Le seul film qui m’ait convaincue en 3D était Pina, de Wim Wenders, car la 3D offrait la possibilité d’être avec les danseurs sur scène, de les sentir évoluer. J’y avais perçu un intérêt novateur. J’attends toujours un autre film avec une 3D utile/indispensable. Il faudrait aussi pour cela questionner le langage cinématographique en 3D. La question de l’avenir de la 3D est étroitement liée aux enjeux du cinéma défendus par les artistes/techniciens du métier. Se mettre autour d’une table et en parler a été l’une des expériences les plus enrichissantes de ce festival.
Mon coup de gueule
La compétition des films étudiants s’est révélée plutôt décevante. La sélection est clairement réalisée sur le travail de l’image ce qui favorise les courts métrages à l’esthétique magnifique, techniquement parfaitement maîtrisés (Post-Mortem et Vicious en sont des bons exemples) mais dont l’intérêt scénaristique est absent ou l’histoire submergée par le travail de la lumière. Nous en revenons à la question de la visée d’un film de cinéma. L’image est supposée être au service du récit et de l’enjeu du film à mon sens. L’histoire ne devrait pas être un prétexte pour une belle image, une esthétique trop "macrophage" ou tape-à-l’œil. Certains films tournaient vers la parodie de bandes annonces marketing pour des optiques et des filtres.
En bref
Quelques flashes de cette semaine chargée à retenir :
- Étudiants de Louis-Lumière rentrés en pirates à la soirée Technicolor, nous avons suivi Céline Tricart qui nous a livré avec beaucoup de sympathie ses conseils sur la manière de se "vendre".
- La Conférence passionnante de Garrett Brown sur le Steadicam® et sa prestation parfaitement préparée et menée comme un show à l’américaine : plaisanteries bien placées, anecdotes fréquentes, exposé passionnant - car passionné - d’un bout à l’autre.

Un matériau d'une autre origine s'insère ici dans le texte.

//! Integration tests for the built-in scorers.

use rankwell::extension::ExtensionRegistry;
use rankwell::scoring::{
    Candidate, DocumentMetadata, FnScorer, IndexStats, ResultNode, ScoreExplain, ScoreResult,
    Scorer, ScoringContext, score_candidates,
};

fn stats() -> IndexStats {
    IndexStats {
        num_docs: 100,
        num_terms: 1000,
        avg_doc_len: 12.0,
    }
}

fn sample_tree() -> ResultNode {
    ResultNode::union(
        vec![
            ResultNode::intersect(
                vec![
                    ResultNode::term("quick", 2.0, 1.0, 2).with_offsets(vec![1, 9]),
                    ResultNode::term("fox", 1.0, 1.0, 1).with_offsets(vec![2]),
                ],
                1.0,
            ),
            ResultNode::virtual_match(0.5, 1),
        ],
        2.0,
    )
}

/// Whether the explanation mirrors the shape of the result tree.
fn mirrors(node: &ResultNode, explain: &ScoreExplain) -> bool {
    node.children().len() == explain.children.len()
        && node
            .children()
            .iter()
            .zip(&explain.children)
            .all(|(n, e)| mirrors(n, e))
}

#[test]
fn test_tfidf_scores_intersection() {
    let registry = ExtensionRegistry::with_defaults();
    let scorer = registry.require_scorer("TFIDF").unwrap();

    let tree = ResultNode::intersect(
        vec![
            ResultNode::term("a", 2.0, 1.0, 2).with_offsets(vec![1]),
            ResultNode::term("b", 1.0, 1.0, 1).with_offsets(vec![2]),
        ],
        1.0,
    );
    let dmd = DocumentMetadata::new(1.0, 2, 10);
    let ctx = ScoringContext::new(stats());

    // (1*2*2 + 1*1*1) * 1.0 / max_freq 2 / slop 1
    let result = scorer.score(&ctx, &tree, &dmd, 0.0);
    assert_eq!(result.score(), Some(2.5));
    assert!(result.explain.is_none());
}

#[test]
fn test_explain_does_not_change_scores() {
    let registry = ExtensionRegistry::with_defaults();
    let dmd = DocumentMetadata::new(0.7, 3, 14).with_payload(vec![1, 2, 3]);
    let tree = sample_tree();

    for name in registry.scorer_names() {
        let scorer = registry.require_scorer(name).unwrap();
        let plain = ScoringContext::new(stats()).with_payload(vec![1, 2, 7]);
        let explained = plain.clone().with_explain(true);

        let a = scorer.score(&plain, &tree, &dmd, 0.0);
        let b = scorer.score(&explained, &tree, &dmd, 0.0);

        assert_eq!(a.outcome, b.outcome, "scorer {name}");
        assert!(a.explain.is_none());
        assert!(b.explain.is_some(), "scorer {name}");
    }
}

#[test]
fn test_explain_mirrors_result_tree() {
    let tree = sample_tree();
    let dmd = DocumentMetadata::new(1.0, 2, 12);
    let ctx = ScoringContext::new(stats()).with_explain(true);
    let registry = ExtensionRegistry::with_defaults();

    // DISMAX explains the tree directly
    let dismax = registry.require_scorer("DISMAX").unwrap();
    let explain = dismax.score(&ctx, &tree, &dmd, 0.0).explain.unwrap();
    assert!(mirrors(&tree, &explain));

    // TFIDF and BM25 wrap the tree explanation in a final node
    for name in ["TFIDF", "TFIDF.DOCNORM", "BM25"] {
        let scorer = registry.require_scorer(name).unwrap();
        let explain = scorer.score(&ctx, &tree, &dmd, 0.0).explain.unwrap();
        assert_eq!(explain.children.len(), 1, "scorer {name}");
        assert!(mirrors(&tree, &explain.children[0]), "scorer {name}");
    }
}

#[test]
fn test_scores_are_deterministic() {
    let registry = ExtensionRegistry::with_defaults();
    let tree = sample_tree();
    let dmd = DocumentMetadata::new(0.9, 2, 20);
    let ctx = ScoringContext::new(stats()).with_explain(true);

    for name in registry.scorer_names() {
        let scorer = registry.require_scorer(name).unwrap();
        let first = scorer.score(&ctx, &tree, &dmd, 0.0);
        let second = scorer.score(&ctx, &tree, &dmd, 0.0);
        assert_eq!(first, second, "scorer {name}");
    }
}

#[test]
fn test_zero_document_score() {
    let registry = ExtensionRegistry::with_defaults();
    let dmd = DocumentMetadata::new(0.0, 2, 12);
    let ctx = ScoringContext::new(stats()).with_explain(true);

    for name in ["TFIDF", "TFIDF.DOCNORM", "DOCSCORE"] {
        let scorer = registry.require_scorer(name).unwrap();
        let result = scorer.score(&ctx, &sample_tree(), &dmd, 0.0);
        assert_eq!(result.score(), Some(0.0), "scorer {name}");
        assert!(!result.is_excluded());
    }

    let tfidf = registry.require_scorer("TFIDF").unwrap();
    let explain = tfidf.score(&ctx, &sample_tree(), &dmd, 0.0).explain.unwrap();
    assert_eq!(explain.text, "Document score is 0");
}

#[test]
fn test_min_score_prunes() {
    let registry = ExtensionRegistry::with_defaults();
    let dmd = DocumentMetadata::new(1.0, 2, 12);
    let ctx = ScoringContext::new(stats()).with_explain(true);

    for name in ["TFIDF", "BM25"] {
        let scorer = registry.require_scorer(name).unwrap();
        let result = scorer.score(&ctx, &sample_tree(), &dmd, 1.0e9);
        assert_eq!(result.score(), Some(0.0), "scorer {name}");
        let text = result.explain.unwrap().text;
        assert!(text.contains("smaller than minimum score"), "scorer {name}: {text}");
    }
}

#[test]
fn test_hamming_payloads() {
    let registry = ExtensionRegistry::with_defaults();
    let hamming = registry.require_scorer("HAMMING").unwrap();
    let tree = ResultNode::virtual_match(1.0, 1);

    let ctx = ScoringContext::new(stats()).with_payload(vec![0b1010, 0xFF]);
    let same = DocumentMetadata::new(1.0, 1, 1).with_payload(vec![0b1010, 0xFF]);
    let two_bits = DocumentMetadata::new(1.0, 1, 1).with_payload(vec![0b0110, 0xFF]);
    let shorter = DocumentMetadata::new(1.0, 1, 1).with_payload(vec![0b1010]);

    assert_eq!(hamming.score(&ctx, &tree, &same, 0.0).score(), Some(1.0));
    assert_eq!(
        hamming.score(&ctx, &tree, &two_bits, 0.0).score(),
        Some(1.0 / 3.0)
    );
    assert_eq!(hamming.score(&ctx, &tree, &shorter, 0.0).score(), Some(0.0));
}

#[test]
fn test_filter_out_is_not_zero() {
    let filter = FnScorer::new("filterout", |_, _, _, _| ScoreResult::excluded(None));
    let ctx = ScoringContext::new(stats());
    let candidates = vec![
        Candidate {
            result: sample_tree(),
            metadata: DocumentMetadata::new(1.0, 1, 1),
        };
        3
    ];

    let results = score_candidates(&filter, &ctx, &candidates, 0.0);
    assert_eq!(results.len(), 3);
    assert!(results.iter().all(ScoreResult::is_excluded));
    assert!(results.iter().all(|r| r.score().is_none()));
}

#[test]
fn test_result_tree_from_json() {
    let json = r#"{
        "type": "aggregate",
        "kind": "union",
        "weight": 1.0,
        "freq": 3,
        "children": [
            { "type": "term", "term": { "term": "a", "idf": 1.0 }, "weight": 1.0, "freq": 3 },
            { "type": "term", "weight": 1.0, "freq": 1 }
        ]
    }"#;
    let tree: ResultNode = serde_json::from_str(json).unwrap();
    let ctx = ScoringContext::new(stats());
    let dmd = DocumentMetadata::new(2.0, 3, 10);

    let registry = ExtensionRegistry::with_defaults();
    let dismax = registry.require_scorer("DISMAX").unwrap();
    // union keeps the best child: 1.0 * 3
    assert_eq!(dismax.score(&ctx, &tree, &dmd, 0.0).score(), Some(3.0));
}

- Reclaim the City : documentaire sur l’insurrection de Varsovie et ses 250 000 victimes civiles. J’ai découvert – et au moins partiellement saisi – la fierté des Polonais pour ce choix du soulèvement grâce au didactisme de ce film, plus télévisuel que cinématographique. Si j’ai détesté la forme, le fond m’a appris beaucoup de faits historiques que j’ignorais.
- Rencontrer Chris Menges après avoir vu les images sublimes de Michael Collins.
Goûter les excellents dumplings polonais.
Je remercie l’AFFECT de m’avoir donné la chance de vivre cette superbe expérience.
NDLR - Sont membres de l’AFFECT : Aaton-Digital, K 5600 Lighting, Thales Angénieux et Transvideo.